Student failed to prove by a preponderance of the evidence that San Diego denied him FAPE by failing to revise his IEP in December 2020. San Diego prevailed on Issue 5. 


ISSUE 6: FAILING TO HOLD AN IEP TEAM MEETING WITHIN 30 DAYS OF PARENTS' REQUEST ON MARCH 6, 2021 


Student complains that San Diego denied him a FAPE by failing to convene an IEP team meeting within 30 days of Parents' request for an IEP team meeting on March 6, 2021. San Diego responds that Parents did not request an IEP team meeting on March 6, 2021. 


A school district must convene an IEP team meeting when a parent requests a meeting to develop, review, or revise the IEP. (Ed. Code, § 56343, subd. (c).) In California, the meeting must be held within 30 days from the date of receipt of the written request, not counting days between the student's regular school sessions, terms, or days of school vacation in excess of five schooldays. (Ed. Code, § 56343.5.)


Student's issue is based upon a March 6, 2021 email, sent by Mother to San Diego employees Pamela Busch and Sue Solario. Student mischaracterizes the email as a request for an IEP team meeting. It was not. The brief email stated the following: 

Hello Pamela and Sue, 

I refer you to your letter of October 1, 2020 refusing to fund placement for our son, [Student's name]. I have attached an [independent educational evaluation] undertaken in December 2020 and request the District reconsider its determination to fund the placement. Best, [Mother] 

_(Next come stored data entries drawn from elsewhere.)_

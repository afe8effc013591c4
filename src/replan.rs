//! Replanning Loop (`spec.md` §4.10): runs the stochastic simulator
//! against a plan the A* driver produced assuming expected values, and
//! re-invokes the driver whenever execution reveals a material deviation
//! from that expectation. Grounded on the teacher's `mccfr::solver::Solver
//! ::train` retry loop generalized one level further than Consume-Until
//! (§4.5) already generalizes it: here the "retry" is a full re-solve, not
//! just a restart of one wait edge.

use crate::config::SolverConfig;
use crate::consume_until::consume_until;
use crate::driver::{self, SolveOutcome};
use crate::error::ReplanBoundary;
use crate::traits::{CandidateEnumerator, Estimator, GameSim, GameState, Registries, ValueModel};
use crate::types::{Goal, Plan, PlanStep};
use crate::Ticks;
use rand::RngCore;

/// What `execute_plan` observed while carrying out a solved `Plan`
/// against the real, stochastic tick engine.
#[derive(Debug, Clone)]
pub struct ExecutionResult<S> {
    pub state: S,
    pub actual_ticks: Ticks,
    pub deaths: u32,
    /// Every boundary a `Wait`/`Macro` step reported along the way,
    /// including the final one that stopped execution early.
    pub boundaries: Vec<ReplanBoundary>,
}

impl<S> ExecutionResult<S> {
    fn final_boundary(&self) -> Option<&ReplanBoundary> {
        self.boundaries.last()
    }
}

/// Plays `plan` out against the real simulator, step by step, stopping
/// the moment a step's boundary is anything but a clean
/// `WaitConditionSatisfied` — the rest of the plan was built against a
/// state that no longer holds, so there is no point executing it blind.
#[allow(clippy::too_many_arguments)]
pub fn execute_plan<S, G, R, E, V>(
    state: &S,
    plan: &Plan,
    registries: &R,
    estimator: &E,
    sim: &G,
    value_model: &V,
    config: &SolverConfig,
    rng: &mut dyn RngCore,
) -> ExecutionResult<S>
where
    S: GameState,
    G: GameSim<S>,
    R: Registries,
    E: Estimator<S>,
    V: ValueModel<S>,
{
    let mut current = state.clone();
    let mut actual_ticks: Ticks = 0;
    let mut deaths = 0u32;
    let mut boundaries = Vec::new();

    for step in &plan.steps {
        match step {
            PlanStep::Interaction(interaction) => {
                current = sim.apply_interaction(&current, interaction, rng);
            }
            PlanStep::Wait { ticks, wait_for, .. } | PlanStep::Macro { ticks_planned: ticks, wait_for, .. } => {
                let budget = ticks.saturating_add(config.consume_buffer_ticks);
                let result =
                    consume_until(&current, wait_for, registries, estimator, sim, value_model, config, budget, rng);
                current = result.state;
                actual_ticks = actual_ticks.saturating_add(result.ticks_elapsed);
                deaths += result.death_count;
                let stop = !matches!(&result.boundary, ReplanBoundary::WaitConditionSatisfied);
                boundaries.push(result.boundary);
                if stop {
                    break;
                }
            }
        }
    }

    ExecutionResult { state: current, actual_ticks, deaths, boundaries }
}

/// Outcome of the replanning loop: either the goal was reached, or
/// execution terminated on a boundary that isn't recoverable by
/// replanning (limits exceeded, or a solver bug signal per `spec.md` §4.10
/// step 5).
#[derive(Debug, Clone)]
pub enum ReplanOutcome<S> {
    Done { state: S, total_ticks: Ticks, replans: usize },
    Terminated { state: S, boundary: ReplanBoundary, total_ticks: Ticks, replans: usize },
}

fn category_for(boundary: &ReplanBoundary, replan_count: usize) -> &'static str {
    match boundary {
        ReplanBoundary::GoalReached => "done",
        ReplanBoundary::ReplanLimitExceeded { .. } | ReplanBoundary::TimeBudgetExceeded { .. } => "limit",
        ReplanBoundary::NoProgressPossible { .. }
        | ReplanBoundary::CannotAfford { .. }
        | ReplanBoundary::ActionUnavailable { .. } => "error",
        ReplanBoundary::Death => "recovery",
        _ if replan_count == 0 => "planned",
        ReplanBoundary::UnexpectedUnlock { .. } => "expected",
        _ => "replan",
    }
}

/// `spec.md` §4.10: solve, execute, and re-solve on deviation until the
/// goal is reached or a hard limit (`max_replans`/`max_total_ticks`) is
/// hit.
#[allow(clippy::too_many_arguments)]
pub fn solve_with_replanning<S, E, R, G, V, X>(
    state: &S,
    goal: &Goal,
    registries: &R,
    estimator: &E,
    sim: &G,
    value_model: &V,
    enumerator: &X,
    config: &SolverConfig,
    seed: u64,
    rng: &mut dyn RngCore,
) -> ReplanOutcome<S>
where
    S: GameState,
    E: Estimator<S>,
    R: Registries,
    G: GameSim<S>,
    V: ValueModel<S>,
    X: CandidateEnumerator<S>,
{
    log::info!("solve_with_replanning: goal={}", goal.describe());

    let mut current = state.clone();
    let mut total_ticks: Ticks = 0;
    let mut replan_count = 0usize;

    loop {
        if replan_count >= config.max_replans {
            let boundary = ReplanBoundary::ReplanLimitExceeded { limit: config.max_replans };
            log::info!("replan[{}]: {}", category_for(&boundary, replan_count), boundary);
            return ReplanOutcome::Terminated { state: current, boundary, total_ticks, replans: replan_count };
        }
        if total_ticks >= config.max_total_ticks {
            let boundary = ReplanBoundary::TimeBudgetExceeded { limit: config.max_total_ticks, actual: total_ticks };
            log::info!("replan[{}]: {}", category_for(&boundary, replan_count), boundary);
            return ReplanOutcome::Terminated { state: current, boundary, total_ticks, replans: replan_count };
        }
        if goal.is_satisfied(&current, value_model.effective_credits(&current)) {
            log::info!("replan[done]: goal already satisfied");
            return ReplanOutcome::Done { state: current, total_ticks, replans: replan_count };
        }

        let plan = match driver::solve(
            &current, goal, registries, estimator, sim, value_model, enumerator, config, seed,
        ) {
            SolveOutcome::Success { plan, .. } => plan,
            SolveOutcome::Failed { failure, .. } => {
                let boundary =
                    ReplanBoundary::NoProgressPossible { reason: format!("solver failed: {failure}") };
                log::info!("replan[{}]: {}", category_for(&boundary, replan_count), boundary);
                return ReplanOutcome::Terminated { state: current, boundary, total_ticks, replans: replan_count };
            }
        };

        let exec = execute_plan(&current, &plan, registries, estimator, sim, value_model, config, rng);
        total_ticks = total_ticks.saturating_add(exec.actual_ticks);
        current = exec.state;

        let goal_satisfied = goal.is_satisfied(&current, value_model.effective_credits(&current));
        if goal_satisfied {
            log::info!("replan[done]: goal satisfied after {replan_count} replans");
            return ReplanOutcome::Done { state: current, total_ticks, replans: replan_count };
        }

        let drift = matches!(exec.final_boundary(), Some(ReplanBoundary::WaitConditionSatisfied))
            && !goal_satisfied;
        let forces_replan =
            drift || exec.boundaries.iter().any(ReplanBoundary::always_forces_replan);

        if !forces_replan {
            let boundary = ReplanBoundary::NoProgressPossible {
                reason: "plan completed without reaching goal and no replan needed".to_string(),
            };
            log::error!("replan[error]: {boundary}");
            return ReplanOutcome::Terminated { state: current, boundary, total_ticks, replans: replan_count };
        }

        replan_count += 1;
        if let Some(boundary) = exec.final_boundary() {
            log::info!("replan[{}]: {}", category_for(boundary, replan_count), boundary);
        }
    }
}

Mother also sent a copy of the email to Student's attorney at the time. The October 1, 2020 refusal referenced in Mother's email was San Diego's prior written notice of its refusal to fund a residential treatment center. 


During hearing, Mother testified that she intended for the March 6, 2021 email to request an IEP team meeting. However, Mother and Father were educated professionals, represented by an attorney, and had filed a prior complaint against San Diego. Parents were capable of requesting an IEP team meeting if that is what they desired. Rather, the March 6, 2021 email was a response to San Diego's October 1, 2020 prior written notice that, for the first time, requested for San Diego to fund Student's private placement. 


The March 6, 2021 email did not constitute an IEP team meeting request. San Diego was therefore not obligated to convene an IEP team meeting within 30 days of the email.


Student failed to show by a preponderance of the evidence that San Diego denied him a FAPE by failing to hold an IEP team meeting within 30 days of March 6, 2021. San Diego prevailed on Issue 6. 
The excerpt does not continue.